Using VOSviewer software, the main procedures were then (1) importing the literature and formatting the data, (2) restricting the term sources (i.e., authors, citations, and keywords), and (3) selecting the minimum number of co-occurrences and co-citations (i.e., threshold).

Results

The Trends in Global Publication

A total of 4,610 publications related to exercise-based renal rehabilitation from 1969 to 2021 were retrieved from the database. Based on the number of annual publications, this period was preliminarily divided into two phases (Figure 2), namely, the first phase was considered the initial period (1969–1990), with an average of three publications per year, and the second phase, from 1991 to present, was considered as the development period, with an average of 146 publications per year.

Annual number of publications in this field.

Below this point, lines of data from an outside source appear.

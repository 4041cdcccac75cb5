// SPDX-License-Identifier: Apache-2.0
//! Calendar feed, record listings, and the static risk matrix.

use super::handlers::{note_query_elapsed, plain_json, rejected, store_failure};
use crate::AppState;
use axum::extract::{Query, State};
use axum::response::Response;
use baret_api::params::{
    parse_assessment_list_params, parse_calendar_params, parse_incident_list_params,
};
use baret_core::{merge_events, risk_matrix, risk_score, RiskLevel};
use baret_model::RiskAssessment;
use serde_json::{json, Value};
use std::collections::BTreeMap;
use std::time::Instant;

pub(crate) async fn calendar_handler(
    State(state): State<AppState>,
    Query(query): Query<BTreeMap<String, String>>,
) -> Response {
    let started = Instant::now();
    let route = "/v1/calendar";
    let params = match parse_calendar_params(&query) {
        Ok(params) => params,
        Err(err) => return rejected(&state, route, started, err).await,
    };

    let fetch_started = Instant::now();
    let fetched = tokio::try_join!(
        state.store.tasks_between(params.start, params.end),
        state.store.trainings_between(params.start, params.end),
        state.store.audits_between(params.start, params.end),
        state.store.equipment_between(params.start, params.end),
    );
    let (tasks, trainings, audits, equipment) = match fetched {
        Ok(values) => values,
        Err(err) => return store_failure(&state, route, started, &err).await,
    };
    note_query_elapsed(&state, route, fetch_started.elapsed());

    let events = merge_events(&tasks, &trainings, &audits, &equipment);
    let payload = json!({
        "start": params.start,
        "end": params.end,
        "events": events,
    });
    plain_json(&state, route, started, payload).await
}

pub(crate) async fn incidents_handler(
    State(state): State<AppState>,
    Query(query): Query<BTreeMap<String, String>>,
) -> Response {
    let started = Instant::now();
    let route = "/v1/incidents";
    let filter = match parse_incident_list_params(&query, &state.limits) {
        Ok(filter) => filter,
        Err(err) => return rejected(&state, route, started, err).await,
    };

    let fetch_started = Instant::now();
    let items = match state.store.list_incidents(&filter, &state.limits).await {
        Ok(items) => items,
        Err(err) => return store_failure(&state, route, started, &err).await,
    };
    note_query_elapsed(&state, route, fetch_started.elapsed());

    let count = items.len();
    let payload = json!({ "items": items, "count": count });
    plain_json(&state, route, started, payload).await
}

pub(crate) async fn assessments_handler(
    State(state): State<AppState>,
    Query(query): Query<BTreeMap<String, String>>,
) -> Response {
    let started = Instant::now();
    let route = "/v1/risk-assessments";
    let filter = match parse_assessment_list_params(&query, &state.limits) {
        Ok(filter) => filter,
        Err(err) => return rejected(&state, route, started, err).await,
    };

    let fetch_started = Instant::now();
    let rows = match state.store.list_assessments(&filter, &state.limits).await {
        Ok(rows) => rows,
        Err(err) => return store_failure(&state, route, started, &err).await,
    };
    note_query_elapsed(&state, route, fetch_started.elapsed());

    let items: Vec<Value> = rows.iter().map(assessment_with_level).collect();
    let payload = json!({ "items": items, "count": items.len() });
    plain_json(&state, route, started, payload).await
}

pub(crate) async fn risk_matrix_handler(State(state): State<AppState>) -> Response {
    let started = Instant::now();
    let payload = json!({ "cells": risk_matrix() });
    plain_json(&state, "/v1/risk-matrix", started, payload).await
}

/// Listing rows carry the derived score and level alongside the stored
/// fields; the level is recomputed here, never persisted.
fn assessment_with_level(assessment: &RiskAssessment) -> Value {
    let level = RiskLevel::from_ratings(assessment.severity, assessment.likelihood);
    let mut value = serde_json::to_value(assessment).unwrap_or(Value::Null);
    if let Value::Object(fields) = &mut value {
        fields.insert(
            "score".to_string(),
            json!(risk_score(assessment.severity, assessment.likelihood)),
        );
        fields.insert("level".to_string(), json!(level));
        fields.insert("level_label".to_string(), json!(level.label()));
        fields.insert("level_color".to_string(), json!(level.css_color()));
    }
    value
}

#[cfg(test)]
mod tests {
    use super::*;
    use baret_model::AssessmentStatus;
    use chrono::{TimeZone, Utc};

    #[test]
    fn listing_rows_carry_the_derived_level() {
        let assessment = RiskAssessment::new(
            7,
            "Yüksekte çalışma".to_string(),
            None,
            None,
            Some("Çatı".to_string()),
            Some(5),
            Some(4),
            AssessmentStatus::Active,
            Utc.with_ymd_and_hms(2024, 3, 12, 10, 0, 0).unwrap(),
            None,
        );
        let value = assessment_with_level(&assessment);
        assert_eq!(value["score"], 20);
        assert_eq!(value["level"], "CRITICAL");
        assert_eq!(value["level_label"], "Çok Yüksek");
        assert_eq!(value["level_color"], "#ff0000");
        assert_eq!(value["title"], "Yüksekte çalışma");
    }

    #[test]
    fn absent_ratings_fall_back_to_the_default_band() {
        let assessment = RiskAssessment::new(
            8,
            "Gürültü ölçümü".to_string(),
            None,
            None,
            None,
            None,
            None,
            AssessmentStatus::Draft,
            Utc.with_ymd_and_hms(2024, 3, 12, 10, 0, 0).unwrap(),
            None,
        );
        let value = assessment_with_level(&assessment);
        assert_eq!(value["score"], 9);
        assert_eq!(value["level"], "MEDIUM");
    }
}
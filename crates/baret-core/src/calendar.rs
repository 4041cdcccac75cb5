// SPDX-License-Identifier: Apache-2.0

use baret_model::{Audit, EquipmentItem, TallyKey, TaskItem, Training};
use chrono::NaiveDate;
use serde::{Deserialize, Serialize};

#[derive(Debug, Clone, Copy, PartialEq, Eq, Hash, Serialize, Deserialize)]
#[serde(rename_all = "SCREAMING_SNAKE_CASE")]
pub enum EventKind {
    Task,
    Training,
    Audit,
    Maintenance,
}

impl EventKind {
    /// Source collection behind events of this kind.
    #[must_use]
    pub const fn category(self) -> &'static str {
        match self {
            Self::Task => "tasks",
            Self::Training => "trainings",
            Self::Audit => "audits",
            Self::Maintenance => "equipment",
        }
    }
}

/// Ephemeral projection served by the calendar feed; never persisted.
#[derive(Debug, Clone, Serialize, Deserialize, PartialEq, Eq)]
#[serde(deny_unknown_fields)]
pub struct CalendarEvent {
    pub id: i64,
    pub title: String,
    #[serde(rename = "type")]
    pub kind: EventKind,
    pub date: Option<NaiveDate>,
    pub status: String,
    pub category: String,
}

impl CalendarEvent {
    fn project(id: i64, title: &str, kind: EventKind, date: Option<NaiveDate>, status: &str) -> Self {
        Self {
            id,
            title: title.to_string(),
            kind,
            date,
            status: status.to_string(),
            category: kind.category().to_string(),
        }
    }
}

/// Concatenates the four source projections in declaration order: tasks,
/// trainings, audits, equipment. No cross-source sorting; an equipment row
/// with no scheduled maintenance keeps a null date.
#[must_use]
pub fn merge_events(
    tasks: &[TaskItem],
    trainings: &[Training],
    audits: &[Audit],
    equipment: &[EquipmentItem],
) -> Vec<CalendarEvent> {
    let mut events =
        Vec::with_capacity(tasks.len() + trainings.len() + audits.len() + equipment.len());
    for task in tasks {
        events.push(CalendarEvent::project(
            task.id,
            &task.title,
            EventKind::Task,
            Some(task.due_date),
            task.status.token(),
        ));
    }
    for training in trainings {
        events.push(CalendarEvent::project(
            training.id,
            &training.title,
            EventKind::Training,
            Some(training.start_date),
            training.status.token(),
        ));
    }
    for audit in audits {
        events.push(CalendarEvent::project(
            audit.id,
            &audit.title,
            EventKind::Audit,
            Some(audit.audit_date),
            audit.status.token(),
        ));
    }
    for item in equipment {
        events.push(CalendarEvent::project(
            item.id,
            &item.name,
            EventKind::Maintenance,
            item.next_maintenance,
            item.status.token(),
        ));
    }
    events
}

#[cfg(test)]
mod tests {
    use super::*;
    use baret_model::{EquipmentStatus, ScheduleStatus};

    fn day(iso: &str) -> NaiveDate {
        iso.parse().unwrap()
    }

    #[test]
    fn projection_keeps_declaration_order_and_tags() {
        let tasks = [TaskItem::new(
            1,
            "Yangın tüpü kontrolü".to_string(),
            ScheduleStatus::Planned,
            day("2024-03-15"),
            None,
        )];
        let trainings = [Training::new(
            2,
            "İlk yardım eğitimi".to_string(),
            None,
            ScheduleStatus::Planned,
            day("2024-03-20"),
            None,
        )];
        let equipment = [EquipmentItem::new(
            3,
            "Kompresör".to_string(),
            None,
            EquipmentStatus::Active,
            None,
            Some(day("2024-03-28")),
        )];
        let events = merge_events(&tasks, &trainings, &[], &equipment);

        assert_eq!(events.len(), 3);
        assert_eq!(events[0].kind, EventKind::Task);
        assert_eq!(events[0].category, "tasks");
        assert_eq!(events[1].kind, EventKind::Training);
        assert_eq!(events[1].category, "trainings");
        assert_eq!(events[2].kind, EventKind::Maintenance);
        assert_eq!(events[2].category, "equipment");
        assert_eq!(events[2].date, Some(day("2024-03-28")));
    }

    #[test]
    fn unscheduled_equipment_projects_a_null_date() {
        let equipment = [EquipmentItem::new(
            9,
            "Jeneratör".to_string(),
            None,
            EquipmentStatus::Faulty,
            None,
            None,
        )];
        let events = merge_events(&[], &[], &[], &equipment);
        assert_eq!(events.len(), 1);
        assert_eq!(events[0].date, None);
        assert_eq!(events[0].status, "FAULTY");

        let json = serde_json::to_value(&events[0]).unwrap();
        assert_eq!(json["date"], serde_json::Value::Null);
        assert_eq!(json["type"], "MAINTENANCE");
    }
}
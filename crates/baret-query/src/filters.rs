// SPDX-License-Identifier: Apache-2.0

use crate::QueryError;
use baret_model::{AssessmentStatus, Department, IncidentSeverity, IncidentStatus};
use chrono::NaiveDate;

pub const DEFAULT_LIMIT: usize = 100;

#[derive(Debug, Clone, PartialEq, Eq)]
pub struct QueryLimits {
    pub max_limit: usize,
    pub max_export_rows: usize,
}

impl Default for QueryLimits {
    fn default() -> Self {
        Self {
            max_limit: 500,
            max_export_rows: 10_000,
        }
    }
}

#[derive(Debug, Clone, PartialEq, Eq)]
pub struct IncidentFilter {
    pub status: Option<IncidentStatus>,
    pub severity: Option<IncidentSeverity>,
    pub department: Option<Department>,
    pub from: Option<NaiveDate>,
    pub to: Option<NaiveDate>,
    pub limit: usize,
}

impl Default for IncidentFilter {
    fn default() -> Self {
        Self {
            status: None,
            severity: None,
            department: None,
            from: None,
            to: None,
            limit: DEFAULT_LIMIT,
        }
    }
}

impl IncidentFilter {
    pub fn validate(&self, limits: &QueryLimits) -> Result<(), QueryError> {
        validate_limit(self.limit, limits)?;
        if let (Some(from), Some(to)) = (self.from, self.to) {
            if from > to {
                return Err(QueryError("date range start exceeds end".to_string()));
            }
        }
        Ok(())
    }
}

#[derive(Debug, Clone, PartialEq, Eq)]
pub struct AssessmentFilter {
    pub department: Option<Department>,
    pub status: Option<AssessmentStatus>,
    pub limit: usize,
}

impl Default for AssessmentFilter {
    fn default() -> Self {
        Self {
            department: None,
            status: None,
            limit: DEFAULT_LIMIT,
        }
    }
}

impl AssessmentFilter {
    pub fn validate(&self, limits: &QueryLimits) -> Result<(), QueryError> {
        validate_limit(self.limit, limits)
    }
}

fn validate_limit(limit: usize, limits: &QueryLimits) -> Result<(), QueryError> {
    if limit == 0 || limit > limits.max_limit {
        return Err(QueryError(format!(
            "limit must be between 1 and {}",
            limits.max_limit
        )));
    }
    Ok(())
}
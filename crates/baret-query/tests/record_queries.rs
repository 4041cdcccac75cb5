// SPDX-License-Identifier: Apache-2.0

use baret_model::{
    AssessmentStatus, Department, Incident, IncidentSeverity, IncidentStatus, RiskAssessment,
};
use baret_query::{
    assessment_ratings, ensure_schema, incident_severity_counts, incident_status_counts,
    insert_assessment, insert_incident, list_assessments, list_incidents, module_counts,
    open_incident_count, AssessmentFilter, IncidentFilter, QueryLimits,
};
use chrono::{DateTime, Utc};
use rusqlite::Connection;

fn db() -> Connection {
    let conn = Connection::open_in_memory().expect("open in-memory db");
    ensure_schema(&conn).expect("schema");
    conn
}

fn at(rfc3339: &str) -> DateTime<Utc> {
    rfc3339.parse().expect("timestamp")
}

fn dept(name: &str) -> Department {
    Department::parse(name).expect("department")
}

fn incident(
    title: &str,
    department: Option<&str>,
    severity: IncidentSeverity,
    status: IncidentStatus,
    occurred_at: &str,
) -> Incident {
    Incident::new(
        0,
        title.to_string(),
        None,
        department.map(dept),
        None,
        severity,
        status,
        at(occurred_at),
        None,
    )
}

fn assessment(
    title: &str,
    department: Option<&str>,
    severity: Option<i32>,
    likelihood: Option<i32>,
    created_at: &str,
) -> RiskAssessment {
    RiskAssessment::new(
        0,
        title.to_string(),
        None,
        department.map(dept),
        None,
        severity,
        likelihood,
        AssessmentStatus::Active,
        at(created_at),
        None,
    )
}

#[test]
fn incident_listing_is_newest_first_and_limited() {
    let conn = db();
    for (title, when) in [
        ("eski", "2024-01-05T09:00:00Z"),
        ("orta", "2024-02-10T09:00:00Z"),
        ("yeni", "2024-03-20T09:00:00Z"),
    ] {
        insert_incident(
            &conn,
            &incident(title, None, IncidentSeverity::Low, IncidentStatus::Open, when),
        )
        .unwrap();
    }

    let limits = QueryLimits::default();
    let all = list_incidents(&conn, &IncidentFilter::default(), &limits).unwrap();
    assert_eq!(all.len(), 3);
    assert_eq!(all[0].title, "yeni");
    assert_eq!(all[2].title, "eski");

    let filter = IncidentFilter {
        limit: 2,
        ..Default::default()
    };
    let capped = list_incidents(&conn, &filter, &limits).unwrap();
    assert_eq!(capped.len(), 2);
    assert_eq!(capped[1].title, "orta");
}

#[test]
fn incident_filters_compose() {
    let conn = db();
    insert_incident(
        &conn,
        &incident(
            "depo kayması",
            Some("Depo"),
            IncidentSeverity::High,
            IncidentStatus::Open,
            "2024-03-01T08:00:00Z",
        ),
    )
    .unwrap();
    insert_incident(
        &conn,
        &incident(
            "depo kapanan",
            Some("Depo"),
            IncidentSeverity::High,
            IncidentStatus::Closed,
            "2024-03-02T08:00:00Z",
        ),
    )
    .unwrap();
    insert_incident(
        &conn,
        &incident(
            "üretim arızası",
            Some("Üretim"),
            IncidentSeverity::High,
            IncidentStatus::Open,
            "2024-03-03T08:00:00Z",
        ),
    )
    .unwrap();

    let limits = QueryLimits::default();
    let filter = IncidentFilter {
        status: Some(IncidentStatus::Open),
        severity: Some(IncidentSeverity::High),
        department: Some(dept("Depo")),
        ..Default::default()
    };
    let rows = list_incidents(&conn, &filter, &limits).unwrap();
    assert_eq!(rows.len(), 1);
    assert_eq!(rows[0].title, "depo kayması");
    assert_eq!(rows[0].department, Some(dept("Depo")));
}

#[test]
fn incident_date_range_is_inclusive_per_day() {
    let conn = db();
    for when in [
        "2024-02-29T23:59:59Z",
        "2024-03-01T00:00:00Z",
        "2024-03-31T23:00:00Z",
        "2024-04-01T00:00:00Z",
    ] {
        insert_incident(
            &conn,
            &incident("sınır", None, IncidentSeverity::Low, IncidentStatus::Open, when),
        )
        .unwrap();
    }

    let filter = IncidentFilter {
        from: Some("2024-03-01".parse().unwrap()),
        to: Some("2024-03-31".parse().unwrap()),
        ..Default::default()
    };
    let rows = list_incidents(&conn, &filter, &QueryLimits::default()).unwrap();
    assert_eq!(rows.len(), 2);
}

#[test]
fn rejects_out_of_range_limit() {
    let conn = db();
    let limits = QueryLimits::default();
    let filter = IncidentFilter {
        limit: limits.max_limit + 1,
        ..Default::default()
    };
    assert!(list_incidents(&conn, &filter, &limits).is_err());
}

#[test]
fn grouped_status_counts_respect_the_window() {
    let conn = db();
    insert_incident(
        &conn,
        &incident(
            "güncel açık",
            None,
            IncidentSeverity::Medium,
            IncidentStatus::Open,
            "2024-05-10T10:00:00Z",
        ),
    )
    .unwrap();
    insert_incident(
        &conn,
        &incident(
            "güncel çözüldü",
            None,
            IncidentSeverity::Low,
            IncidentStatus::Resolved,
            "2024-05-12T10:00:00Z",
        ),
    )
    .unwrap();
    insert_incident(
        &conn,
        &incident(
            "tarih öncesi",
            None,
            IncidentSeverity::Critical,
            IncidentStatus::Open,
            "2022-01-01T10:00:00Z",
        ),
    )
    .unwrap();

    let since = at("2024-01-01T00:00:00Z");
    let statuses = incident_status_counts(&conn, since).unwrap();
    assert_eq!(statuses.len(), 2);
    assert!(statuses.contains(&("OPEN".to_string(), 1)));
    assert!(statuses.contains(&("RESOLVED".to_string(), 1)));

    let severities = incident_severity_counts(&conn, since).unwrap();
    assert!(!severities.contains(&("CRITICAL".to_string(), 1)));
}

#[test]
fn assessment_ratings_window_is_optional() {
    let conn = db();
    insert_assessment(
        &conn,
        &assessment("eski", None, Some(5), Some(5), "2021-06-01T00:00:00Z"),
    )
    .unwrap();
    insert_assessment(
        &conn,
        &assessment("yeni", None, None, Some(2), "2024-05-01T00:00:00Z"),
    )
    .unwrap();

    let all = assessment_ratings(&conn, None).unwrap();
    assert_eq!(all.len(), 2);

    let windowed = assessment_ratings(&conn, Some(at("2024-01-01T00:00:00Z"))).unwrap();
    assert_eq!(windowed, vec![(None, Some(2))]);
}

#[test]
fn assessment_listing_filters_by_department() {
    let conn = db();
    insert_assessment(
        &conn,
        &assessment("depo rafları", Some("Depo"), Some(4), Some(4), "2024-04-01T00:00:00Z"),
    )
    .unwrap();
    insert_assessment(
        &conn,
        &assessment("pres hattı", Some("Üretim"), Some(2), Some(2), "2024-04-02T00:00:00Z"),
    )
    .unwrap();

    let filter = AssessmentFilter {
        department: Some(dept("Üretim")),
        ..Default::default()
    };
    let rows = list_assessments(&conn, &filter, &QueryLimits::default()).unwrap();
    assert_eq!(rows.len(), 1);
    assert_eq!(rows[0].title, "pres hattı");
    assert_eq!(rows[0].severity, Some(2));
}

#[test]
fn module_counts_cover_every_table() {
    let conn = db();
    insert_incident(
        &conn,
        &incident(
            "tek olay",
            None,
            IncidentSeverity::Low,
            IncidentStatus::Open,
            "2024-03-01T00:00:00Z",
        ),
    )
    .unwrap();
    insert_assessment(
        &conn,
        &assessment("tek değerlendirme", None, Some(3), Some(3), "2024-03-02T00:00:00Z"),
    )
    .unwrap();

    let counts = module_counts(&conn).unwrap();
    assert_eq!(counts.incidents, 1);
    assert_eq!(counts.risk_assessments, 1);
    assert_eq!(counts.audits, 0);
    assert_eq!(counts.tasks, 0);
    assert_eq!(open_incident_count(&conn).unwrap(), 1);
}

Analysis of Subject Categories

The co-occurrence analysis of subject categories allows us to intuitively understand the main subjects involved in a research field. In Figure 3, the purple circle on the edge of the node circle indicates that this node has a high intermediate centrality value. In addition to nephrology, exercise-based renal rehabilitation research is mainly centered on the cardiovascular system, internal medicine, and organ transplantation. Furthermore, we listed the top 10 subject categories with centrality in Table 1. It shows that research among exercise-based renal rehabilitation involves multiple disciplines and fields.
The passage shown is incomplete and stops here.